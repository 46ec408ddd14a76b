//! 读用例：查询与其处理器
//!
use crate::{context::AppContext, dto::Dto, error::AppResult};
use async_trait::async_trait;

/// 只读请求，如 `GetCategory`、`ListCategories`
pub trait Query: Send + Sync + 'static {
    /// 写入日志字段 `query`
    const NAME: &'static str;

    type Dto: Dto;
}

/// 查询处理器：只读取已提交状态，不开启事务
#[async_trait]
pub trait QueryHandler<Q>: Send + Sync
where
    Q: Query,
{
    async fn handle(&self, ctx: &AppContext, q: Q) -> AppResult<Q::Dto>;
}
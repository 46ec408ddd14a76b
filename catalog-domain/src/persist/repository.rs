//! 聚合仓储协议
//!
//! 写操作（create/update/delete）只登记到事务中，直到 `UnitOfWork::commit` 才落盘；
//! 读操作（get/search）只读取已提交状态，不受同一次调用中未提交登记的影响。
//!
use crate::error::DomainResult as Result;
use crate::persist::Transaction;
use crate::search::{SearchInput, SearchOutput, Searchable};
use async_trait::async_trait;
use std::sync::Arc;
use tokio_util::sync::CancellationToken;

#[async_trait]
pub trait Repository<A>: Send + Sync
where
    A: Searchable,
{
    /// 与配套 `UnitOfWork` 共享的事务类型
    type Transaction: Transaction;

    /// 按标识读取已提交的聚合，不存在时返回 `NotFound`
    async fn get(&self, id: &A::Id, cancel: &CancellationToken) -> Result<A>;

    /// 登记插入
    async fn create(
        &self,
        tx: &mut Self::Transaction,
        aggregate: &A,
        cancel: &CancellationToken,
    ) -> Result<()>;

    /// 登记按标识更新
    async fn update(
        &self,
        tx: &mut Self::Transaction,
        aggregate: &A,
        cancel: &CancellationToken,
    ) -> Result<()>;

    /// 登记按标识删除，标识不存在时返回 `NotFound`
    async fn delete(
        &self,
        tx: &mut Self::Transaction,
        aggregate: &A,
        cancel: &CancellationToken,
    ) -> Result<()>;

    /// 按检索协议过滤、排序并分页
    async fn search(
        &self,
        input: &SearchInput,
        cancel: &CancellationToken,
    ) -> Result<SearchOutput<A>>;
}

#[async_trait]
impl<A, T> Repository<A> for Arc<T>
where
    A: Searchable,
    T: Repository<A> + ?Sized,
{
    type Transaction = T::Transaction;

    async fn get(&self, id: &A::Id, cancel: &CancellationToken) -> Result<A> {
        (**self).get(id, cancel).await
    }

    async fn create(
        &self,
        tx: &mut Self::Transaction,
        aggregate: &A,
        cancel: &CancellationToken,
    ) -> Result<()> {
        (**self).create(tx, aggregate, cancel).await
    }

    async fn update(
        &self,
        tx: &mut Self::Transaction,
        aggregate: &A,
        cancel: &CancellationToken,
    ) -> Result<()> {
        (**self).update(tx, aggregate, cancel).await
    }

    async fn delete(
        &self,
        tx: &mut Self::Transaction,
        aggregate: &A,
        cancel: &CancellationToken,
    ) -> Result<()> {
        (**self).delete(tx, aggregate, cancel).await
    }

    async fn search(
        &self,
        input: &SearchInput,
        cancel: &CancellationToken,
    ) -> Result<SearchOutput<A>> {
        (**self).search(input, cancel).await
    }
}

Problem:
Scan the material above for the word "persist". Copy each line where it occurs.

Task response:
filename catalog-domain/src/persist/repository.rs
use crate::persist::Transaction;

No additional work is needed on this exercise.